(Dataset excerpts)
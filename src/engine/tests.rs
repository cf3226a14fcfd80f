use crate::engine::{Detector, DetectorState, GENERATION_CAP, classify, classify_batch, steps};
use crate::{CatalogError, ClassificationRecord, decode};

fn rle(body: &str) -> String {
    format!("x = 0, y = 0, rule = B3/S23\n{body}")
}

fn accepted(block: &str) -> ClassificationRecord {
    let classification = classify(0, block);
    match classification.outcome {
        Ok(record) => record,
        Err(reason) => panic!("expected an oscillator, got {reason}"),
    }
}

#[test]
fn oscillator_periods_and_envelopes() {
    // (name, body, period, envelope width, envelope height, offset_x, offset_y)
    let cases: Vec<(&str, &str, u64, i64, i64, i64, i64)> = vec![
        ("block", "2o$2o!", 1, 2, 2, 0, 0),
        ("beehive", "b2o$o2bo$b2o!", 1, 4, 3, 0, 0),
        ("boat", "2o$obo$bo!", 1, 3, 3, 0, 0),
        ("blinker", "3o!", 2, 3, 3, 0, 1),
        ("toad", "b3o$3o!", 2, 4, 4, 0, 1),
        ("beacon", "2o$o$3bo$2b2o!", 2, 4, 4, 0, 0),
        ("clock", "2bo$obo$bobo$bo!", 2, 4, 4, 0, 0),
        (
            "pulsar",
            "2b3o3b3o2$o4bobo4bo$o4bobo4bo$o4bobo4bo$2b3o3b3o2$2b3o3b3o$o4bobo4bo$o4bobo4bo$o4bobo4bo2$2b3o3b3o!",
            3,
            15,
            15,
            1,
            1,
        ),
        ("pentadecathlon", "2bo4bo$2ob4ob2o$2bo4bo!", 15, 16, 9, 3, 3),
    ];

    for (name, body, period, width, height, offset_x, offset_y) in cases {
        let record = accepted(&rle(body));
        assert_eq!(record.period, period, "{name}: period");
        assert_eq!((record.width, record.height), (width, height), "{name}: envelope");
        assert_eq!((record.offset_x, record.offset_y), (offset_x, offset_y), "{name}: offset");
    }
}

#[test]
fn accepted_cells_return_after_one_period() {
    for body in ["2o$2o!", "3o!", "b3o$3o!", "2bo4bo$2ob4ob2o$2bo4bo!"] {
        let record = accepted(&rle(body));
        assert_eq!(steps(&record.cells, record.period), record.cells);
        assert_eq!(decode(&record.canonical_rle).unwrap(), record.cells);
    }
}

#[test]
fn envelope_is_never_smaller_than_generation_zero() {
    for body in ["2o$2o!", "3o!", "b3o$3o!", "2o$o$3bo$2b2o!", "2bo4bo$2ob4ob2o$2bo4bo!"] {
        let input = decode(&rle(body)).unwrap().bounding_box().unwrap();
        let record = accepted(&rle(body));
        assert!(record.width >= input.width());
        assert!(record.height >= input.height());
    }
}

#[test]
fn canonical_cells_are_normalised() {
    // leading blank row and column in the source
    let record = accepted(&rle("$b3o!"));
    assert_eq!(record.cells.bounding_box().unwrap().min_x, 0);
    assert_eq!(record.cells.bounding_box().unwrap().min_y, 0);
    assert_eq!(record.canonical_rle, "x = 3, y = 1, rule = B3/S23\n3o!");
}

#[test]
fn single_cell_goes_extinct_in_one_generation() {
    let classification = classify(3, &rle("o!"));
    assert_eq!(classification.index, 3);
    assert_eq!(classification.outcome.unwrap_err(), CatalogError::Extinct { generation: 1 });
    assert_eq!(classification.generations, 1);
}

#[test]
fn glider_hits_the_generation_cap() {
    let classification = classify(0, &rle("bo$2bo$3o!"));
    assert_eq!(
        classification.outcome.unwrap_err(),
        CatalogError::GenerationLimitExceeded { generations: GENERATION_CAP }
    );
}

#[test]
fn hinted_glider_is_checked_at_the_hint() {
    let classification = classify(0, &rle("bo$2bo$3o!%1500"));
    assert_eq!(classification.outcome.unwrap_err(), CatalogError::GenerationLimitExceeded { generations: 1500 });
    assert_eq!(classification.generations, 1500);
}

#[test]
fn hint_does_not_hide_a_shorter_period() {
    let record = accepted(&rle("3o!%1200"));
    assert_eq!(record.period, 2);
}

#[test]
fn hint_fast_forwards_past_a_short_cap() {
    let penta = decode(&rle("2bo4bo$2ob4ob2o$2bo4bo!")).unwrap();

    let detection = Detector::with_cap(penta.clone(), Some(15), 3).run().unwrap();
    assert_eq!(detection.period, 15);
    // generations 3..14 are blind, so the envelope misses the big phases
    assert_eq!((detection.envelope.width(), detection.envelope.height()), (10, 5));

    let unhinted = Detector::with_cap(penta, None, 3).run();
    assert_eq!(unhinted.unwrap_err(), CatalogError::GenerationLimitExceeded { generations: 3 });
}

#[test]
fn detector_state_machine() {
    let blinker = decode(&rle("3o!")).unwrap();
    let mut detector = Detector::new(blinker, None);
    assert_eq!(detector.state(), &DetectorState::Running);

    assert_eq!(detector.advance(), &DetectorState::Running);
    assert_eq!(detector.generation(), 1);
    assert_eq!(detector.advance(), &DetectorState::Accepted { period: 2 });

    // final states are sticky
    assert_eq!(detector.advance(), &DetectorState::Accepted { period: 2 });
    assert_eq!(detector.generation(), 2);
}

#[test]
fn empty_pattern_is_extinct() {
    let detection = Detector::new(crate::Pattern::empty(), None).run();
    assert_eq!(detection.unwrap_err(), CatalogError::Extinct { generation: 1 });
}

#[test]
fn undecodable_blocks_are_rejected_not_fatal() {
    let no_rule = classify(0, "#N mystery\nx = 3, y = 1\n3o!");
    assert_eq!(no_rule.outcome.unwrap_err(), CatalogError::MissingRuleDeclaration);
    assert_eq!(no_rule.annotation.name.as_deref(), Some("mystery"));

    let multi_state = classify(1, &rle("AB!"));
    assert_eq!(multi_state.warnings, vec![CatalogError::MalformedCoordinateParity { len: 7 }]);
}

#[test]
fn oversized_runs_reject_one_block_and_spare_the_batch() {
    let blocks = vec![rle("99999999999999999999b2o!"), rle("3o!")];
    let batch = classify_batch(&blocks, false);
    assert_eq!(batch[0].outcome.as_ref().unwrap_err(), &CatalogError::OversizedPattern);
    assert_eq!(batch[0].generations, 0);
    assert_eq!(batch[1].record().map(|r| r.period), Some(2));
}

#[test]
fn annotation_travels_with_the_record() {
    let record = accepted("#N blinker\n#O JHC 3/70\n#C Common.\nx = 3, y = 1, rule = B3/S23\n3o!");
    assert_eq!(record.annotation.name.as_deref(), Some("blinker"));
    assert_eq!(record.annotation.originator.as_deref(), Some("JHC 3/70"));
    assert_eq!(record.annotation.comments, vec!["Common."]);
}

#[test]
fn parallel_batch_matches_sequential_batch() {
    let blocks: Vec<String> = [
        "2o$2o!",
        "3o!",
        "o!",
        "bo$2bo$3o!",
        "b3o$3o!",
        "2bo4bo$2ob4ob2o$2bo4bo!",
        "b2o$o2bo$b2o!",
        "2o$o$3bo$2b2o!",
    ]
    .iter()
    .map(|body| rle(body))
    .chain(std::iter::once("#C no pattern here".to_string()))
    .collect();

    let sequential = classify_batch(&blocks, false);
    let parallel = classify_batch(&blocks, true);

    assert_eq!(sequential.len(), blocks.len());
    for (a, b) in sequential.iter().zip(&parallel) {
        assert_eq!(a.index, b.index);
        assert_eq!(a.generations, b.generations);
        assert_eq!(a.outcome.as_ref().map(|r| r.period), b.outcome.as_ref().map(|r| r.period));
        assert_eq!(a.outcome.as_ref().map(|r| &r.cells), b.outcome.as_ref().map(|r| &r.cells));
    }
    let periods: Vec<Option<u64>> = sequential.iter().map(|c| c.record().map(|r| r.period)).collect();
    assert_eq!(periods, vec![Some(1), Some(2), None, None, Some(2), Some(15), Some(1), Some(2), None]);
}
//! One generation of B3/S23.
//!
//! Neighbour counts are accumulated from live cells only, so the candidate set
//! is exactly the union of the live cells' neighbourhoods and the cost of a
//! generation follows the population, not the area it spans.

use crate::{Cell, Pattern};
use std::collections::HashMap;

/// Live neighbours needed for a dead cell to be born.
const BIRTH: u8 = 3;
/// Live neighbours that keep a live cell alive.
const SURVIVAL: [u8; 2] = [2, 3];

/// Advance `pattern` by one generation.
pub fn step(pattern: &Pattern) -> Pattern {
    let mut counts: HashMap<Cell, u8> = HashMap::with_capacity(pattern.len() * 8);
    for cell in pattern.cells() {
        for neighbor in cell.neighbors() {
            *counts.entry(neighbor).or_insert(0) += 1;
        }
    }

    counts
        .into_iter()
        .filter(|(cell, n)| *n == BIRTH || (SURVIVAL.contains(n) && pattern.contains(cell)))
        .map(|(cell, _)| cell)
        .collect()
}

/// Advance `pattern` by `n` generations.
pub fn steps(pattern: &Pattern, n: u64) -> Pattern {
    let mut current = pattern.clone();
    for _ in 0..n {
        if current.is_empty() {
            break;
        }
        current = step(&current);
    }
    current
}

Problem description: The answer must be every line of the data that contains the word "blinker".

Answer area:
        ("blinker", "3o!", 2, 3, 3, 0, 1),
    let blinker = decode(&rle("3o!")).unwrap();
    let mut detector = Detector::new(blinker, None);
    let record = accepted("#N blinker\n#O JHC 3/70\n#C Common.\nx = 3, y = 1, rule = B3/S23\n3o!");
    assert_eq!(record.annotation.name.as_deref(), Some("blinker"));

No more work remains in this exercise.